*Prompt:* Give the records back in full, exactly as they read.

(Stored items from a collection)
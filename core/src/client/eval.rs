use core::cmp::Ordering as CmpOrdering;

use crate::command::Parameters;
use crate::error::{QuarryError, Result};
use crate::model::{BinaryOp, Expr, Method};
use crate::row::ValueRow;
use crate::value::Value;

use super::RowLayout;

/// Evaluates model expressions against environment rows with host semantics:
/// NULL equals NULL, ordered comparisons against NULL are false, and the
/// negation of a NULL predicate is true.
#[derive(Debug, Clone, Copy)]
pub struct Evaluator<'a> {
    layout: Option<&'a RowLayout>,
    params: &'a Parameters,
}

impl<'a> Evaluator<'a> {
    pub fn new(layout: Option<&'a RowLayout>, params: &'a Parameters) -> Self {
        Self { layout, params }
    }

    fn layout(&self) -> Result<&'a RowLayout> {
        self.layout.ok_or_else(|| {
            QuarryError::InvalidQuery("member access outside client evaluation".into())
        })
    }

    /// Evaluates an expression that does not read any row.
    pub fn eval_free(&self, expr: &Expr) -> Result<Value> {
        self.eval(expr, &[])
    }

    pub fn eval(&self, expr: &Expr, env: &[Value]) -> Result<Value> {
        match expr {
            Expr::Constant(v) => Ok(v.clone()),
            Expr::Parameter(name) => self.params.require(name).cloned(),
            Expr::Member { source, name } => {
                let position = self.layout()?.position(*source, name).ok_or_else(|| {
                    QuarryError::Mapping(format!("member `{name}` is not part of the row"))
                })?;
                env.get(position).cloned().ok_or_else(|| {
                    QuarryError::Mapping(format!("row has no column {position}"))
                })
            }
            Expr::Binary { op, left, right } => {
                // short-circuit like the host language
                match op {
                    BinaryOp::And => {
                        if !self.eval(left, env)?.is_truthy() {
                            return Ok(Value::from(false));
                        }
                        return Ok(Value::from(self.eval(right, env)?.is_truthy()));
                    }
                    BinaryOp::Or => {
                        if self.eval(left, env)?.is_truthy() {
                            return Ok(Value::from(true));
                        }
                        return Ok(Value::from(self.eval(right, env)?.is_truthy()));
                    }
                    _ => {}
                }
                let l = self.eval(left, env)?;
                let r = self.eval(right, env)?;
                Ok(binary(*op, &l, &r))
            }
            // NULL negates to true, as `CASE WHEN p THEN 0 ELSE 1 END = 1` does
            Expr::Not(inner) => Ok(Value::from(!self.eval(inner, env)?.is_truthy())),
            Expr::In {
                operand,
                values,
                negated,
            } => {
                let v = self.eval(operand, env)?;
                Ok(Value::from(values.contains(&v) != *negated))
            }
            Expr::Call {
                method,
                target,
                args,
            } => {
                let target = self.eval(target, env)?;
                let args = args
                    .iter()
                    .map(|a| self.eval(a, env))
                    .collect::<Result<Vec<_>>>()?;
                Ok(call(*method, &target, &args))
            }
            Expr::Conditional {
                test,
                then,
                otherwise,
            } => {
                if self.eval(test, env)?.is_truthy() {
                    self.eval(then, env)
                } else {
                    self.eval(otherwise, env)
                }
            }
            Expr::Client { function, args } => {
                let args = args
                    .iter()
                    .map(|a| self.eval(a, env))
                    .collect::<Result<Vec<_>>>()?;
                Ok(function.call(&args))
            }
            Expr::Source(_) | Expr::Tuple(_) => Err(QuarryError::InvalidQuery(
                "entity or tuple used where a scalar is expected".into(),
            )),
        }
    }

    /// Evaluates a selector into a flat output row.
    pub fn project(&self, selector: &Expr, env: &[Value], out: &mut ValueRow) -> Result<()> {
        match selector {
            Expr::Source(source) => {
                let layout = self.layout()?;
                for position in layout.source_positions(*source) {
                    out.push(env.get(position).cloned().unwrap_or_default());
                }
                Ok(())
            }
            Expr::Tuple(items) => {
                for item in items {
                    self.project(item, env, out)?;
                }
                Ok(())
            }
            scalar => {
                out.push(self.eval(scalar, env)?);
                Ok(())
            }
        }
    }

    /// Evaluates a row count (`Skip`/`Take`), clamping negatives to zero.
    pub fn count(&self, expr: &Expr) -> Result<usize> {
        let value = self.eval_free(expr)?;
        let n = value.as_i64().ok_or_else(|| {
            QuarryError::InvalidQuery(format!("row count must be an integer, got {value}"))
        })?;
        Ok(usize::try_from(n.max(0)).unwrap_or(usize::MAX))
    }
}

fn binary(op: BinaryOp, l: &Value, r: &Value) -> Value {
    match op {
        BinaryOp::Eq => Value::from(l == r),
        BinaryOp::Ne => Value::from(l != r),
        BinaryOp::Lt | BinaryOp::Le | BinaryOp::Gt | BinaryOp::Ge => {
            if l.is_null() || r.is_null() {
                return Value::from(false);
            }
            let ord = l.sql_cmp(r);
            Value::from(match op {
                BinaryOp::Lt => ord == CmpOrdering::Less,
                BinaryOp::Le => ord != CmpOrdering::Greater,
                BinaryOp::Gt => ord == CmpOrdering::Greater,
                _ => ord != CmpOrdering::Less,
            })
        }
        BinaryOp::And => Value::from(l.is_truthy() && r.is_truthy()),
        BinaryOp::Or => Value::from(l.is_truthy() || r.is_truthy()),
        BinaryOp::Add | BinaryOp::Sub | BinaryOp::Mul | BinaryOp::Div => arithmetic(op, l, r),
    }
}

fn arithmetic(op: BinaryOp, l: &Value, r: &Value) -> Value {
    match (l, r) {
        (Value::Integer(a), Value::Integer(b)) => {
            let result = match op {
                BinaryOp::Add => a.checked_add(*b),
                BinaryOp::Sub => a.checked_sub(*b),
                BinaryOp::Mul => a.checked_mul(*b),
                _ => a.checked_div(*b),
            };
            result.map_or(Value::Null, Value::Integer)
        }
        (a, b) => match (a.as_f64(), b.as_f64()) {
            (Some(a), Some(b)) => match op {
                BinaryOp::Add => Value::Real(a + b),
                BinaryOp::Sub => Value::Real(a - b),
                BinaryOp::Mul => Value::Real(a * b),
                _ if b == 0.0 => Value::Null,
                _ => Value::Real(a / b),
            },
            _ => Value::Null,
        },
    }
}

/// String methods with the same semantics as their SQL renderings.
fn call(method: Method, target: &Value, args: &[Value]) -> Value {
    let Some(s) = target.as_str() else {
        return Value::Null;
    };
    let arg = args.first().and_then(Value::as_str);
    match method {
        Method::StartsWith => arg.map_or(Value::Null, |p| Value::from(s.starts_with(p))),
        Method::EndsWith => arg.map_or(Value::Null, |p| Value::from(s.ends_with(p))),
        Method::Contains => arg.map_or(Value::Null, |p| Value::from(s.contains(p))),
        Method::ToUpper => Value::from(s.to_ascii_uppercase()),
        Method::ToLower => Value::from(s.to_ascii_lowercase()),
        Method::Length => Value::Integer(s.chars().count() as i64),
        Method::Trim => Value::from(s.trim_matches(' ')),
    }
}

*Answer to this task:*
filename core/src/client/eval.rs
use core::cmp::Ordering as CmpOrdering;

use crate::command::Parameters;
use crate::error::{QuarryError, Result};
use crate::model::{BinaryOp, Expr, Method};
use crate::row::ValueRow;
use crate::value::Value;

use super::RowLayout;

/// Evaluates model expressions against environment rows with host semantics:
/// NULL equals NULL, ordered comparisons against NULL are false, and the
/// negation of a NULL predicate is true.
#[derive(Debug, Clone, Copy)]
pub struct Evaluator<'a> {
    layout: Option<&'a RowLayout>,
    params: &'a Parameters,
}

impl<'a> Evaluator<'a> {
    pub fn new(layout: Option<&'a RowLayout>, params: &'a Parameters) -> Self {
        Self { layout, params }
    }

    fn layout(&self) -> Result<&'a RowLayout> {
        self.layout.ok_or_else(|| {
            QuarryError::InvalidQuery("member access outside client evaluation".into())
        })
    }

    /// Evaluates an expression that does not read any row.
    pub fn eval_free(&self, expr: &Expr) -> Result<Value> {
        self.eval(expr, &[])
    }

    pub fn eval(&self, expr: &Expr, env: &[Value]) -> Result<Value> {
        match expr {
            Expr::Constant(v) => Ok(v.clone()),
            Expr::Parameter(name) => self.params.require(name).cloned(),
            Expr::Member { source, name } => {
                let position = self.layout()?.position(*source, name).ok_or_else(|| {
                    QuarryError::Mapping(format!("member `{name}` is not part of the row"))
                })?;
                env.get(position).cloned().ok_or_else(|| {
                    QuarryError::Mapping(format!("row has no column {position}"))
                })
            }
            Expr::Binary { op, left, right } => {
                // short-circuit like the host language
                match op {
                    BinaryOp::And => {
                        if !self.eval(left, env)?.is_truthy() {
                            return Ok(Value::from(false));
                        }
                        return Ok(Value::from(self.eval(right, env)?.is_truthy()));
                    }
                    BinaryOp::Or => {
                        if self.eval(left, env)?.is_truthy() {
                            return Ok(Value::from(true));
                        }
                        return Ok(Value::from(self.eval(right, env)?.is_truthy()));
                    }
                    _ => {}
                }
                let l = self.eval(left, env)?;
                let r = self.eval(right, env)?;
                Ok(binary(*op, &l, &r))
            }
            // NULL negates to true, as `CASE WHEN p THEN 0 ELSE 1 END = 1` does
            Expr::Not(inner) => Ok(Value::from(!self.eval(inner, env)?.is_truthy())),
            Expr::In {
                operand,
                values,
                negated,
            } => {
                let v = self.eval(operand, env)?;
                Ok(Value::from(values.contains(&v) != *negated))
            }
            Expr::Call {
                method,
                target,
                args,
            } => {
                let target = self.eval(target, env)?;
                let args = args
                    .iter()
                    .map(|a| self.eval(a, env))
                    .collect::<Result<Vec<_>>>()?;
                Ok(call(*method, &target, &args))
            }
            Expr::Conditional {
                test,
                then,
                otherwise,
            } => {
                if self.eval(test, env)?.is_truthy() {
                    self.eval(then, env)
                } else {
                    self.eval(otherwise, env)
                }
            }
            Expr::Client { function, args } => {
                let args = args
                    .iter()
                    .map(|a| self.eval(a, env))
                    .collect::<Result<Vec<_>>>()?;
                Ok(function.call(&args))
            }
            Expr::Source(_) | Expr::Tuple(_) => Err(QuarryError::InvalidQuery(
                "entity or tuple used where a scalar is expected".into(),
            )),
        }
    }

    /// Evaluates a selector into a flat output row.
    pub fn project(&self, selector: &Expr, env: &[Value], out: &mut ValueRow) -> Result<()> {
        match selector {
            Expr::Source(source) => {
                let layout = self.layout()?;
                for position in layout.source_positions(*source) {
                    out.push(env.get(position).cloned().unwrap_or_default());
                }
                Ok(())
            }
            Expr::Tuple(items) => {
                for item in items {
                    self.project(item, env, out)?;
                }
                Ok(())
            }
            scalar => {
                out.push(self.eval(scalar, env)?);
                Ok(())
            }
        }
    }

    /// Evaluates a row count (`Skip`/`Take`), clamping negatives to zero.
    pub fn count(&self, expr: &Expr) -> Result<usize> {
        let value = self.eval_free(expr)?;
        let n = value.as_i64().ok_or_else(|| {
            QuarryError::InvalidQuery(format!("row count must be an integer, got {value}"))
        })?;
        Ok(usize::try_from(n.max(0)).unwrap_or(usize::MAX))
    }
}

fn binary(op: BinaryOp, l: &Value, r: &Value) -> Value {
    match op {
        BinaryOp::Eq => Value::from(l == r),
        BinaryOp::Ne => Value::from(l != r),
        BinaryOp::Lt | BinaryOp::Le | BinaryOp::Gt | BinaryOp::Ge => {
            if l.is_null() || r.is_null() {
                return Value::from(false);
            }
            let ord = l.sql_cmp(r);
            Value::from(match op {
                BinaryOp::Lt => ord == CmpOrdering::Less,
                BinaryOp::Le => ord != CmpOrdering::Greater,
                BinaryOp::Gt => ord == CmpOrdering::Greater,
                _ => ord != CmpOrdering::Less,
            })
        }
        BinaryOp::And => Value::from(l.is_truthy() && r.is_truthy()),
        BinaryOp::Or => Value::from(l.is_truthy() || r.is_truthy()),
        BinaryOp::Add | BinaryOp::Sub | BinaryOp::Mul | BinaryOp::Div => arithmetic(op, l, r),
    }
}

fn arithmetic(op: BinaryOp, l: &Value, r: &Value) -> Value {
    match (l, r) {
        (Value::Integer(a), Value::Integer(b)) => {
            let result = match op {
                BinaryOp::Add => a.checked_add(*b),
                BinaryOp::Sub => a.checked_sub(*b),
                BinaryOp::Mul => a.checked_mul(*b),
                _ => a.checked_div(*b),
            };
            result.map_or(Value::Null, Value::Integer)
        }
        (a, b) => match (a.as_f64(), b.as_f64()) {
            (Some(a), Some(b)) => match op {
                BinaryOp::Add => Value::Real(a + b),
                BinaryOp::Sub => Value::Real(a - b),
                BinaryOp::Mul => Value::Real(a * b),
                _ if b == 0.0 => Value::Null,
                _ => Value::Real(a / b),
            },
            _ => Value::Null,
        },
    }
}

/// String methods with the same semantics as their SQL renderings.
fn call(method: Method, target: &Value, args: &[Value]) -> Value {
    let Some(s) = target.as_str() else {
        return Value::Null;
    };
    let arg = args.first().and_then(Value::as_str);
    match method {
        Method::StartsWith => arg.map_or(Value::Null, |p| Value::from(s.starts_with(p))),
        Method::EndsWith => arg.map_or(Value::Null, |p| Value::from(s.ends_with(p))),
        Method::Contains => arg.map_or(Value::Null, |p| Value::from(s.contains(p))),
        Method::ToUpper => Value::from(s.to_ascii_uppercase()),
        Method::ToLower => Value::from(s.to_ascii_lowercase()),
        Method::Length => Value::Integer(s.chars().count() as i64),
        Method::Trim => Value::from(s.trim_matches(' ')),
    }
}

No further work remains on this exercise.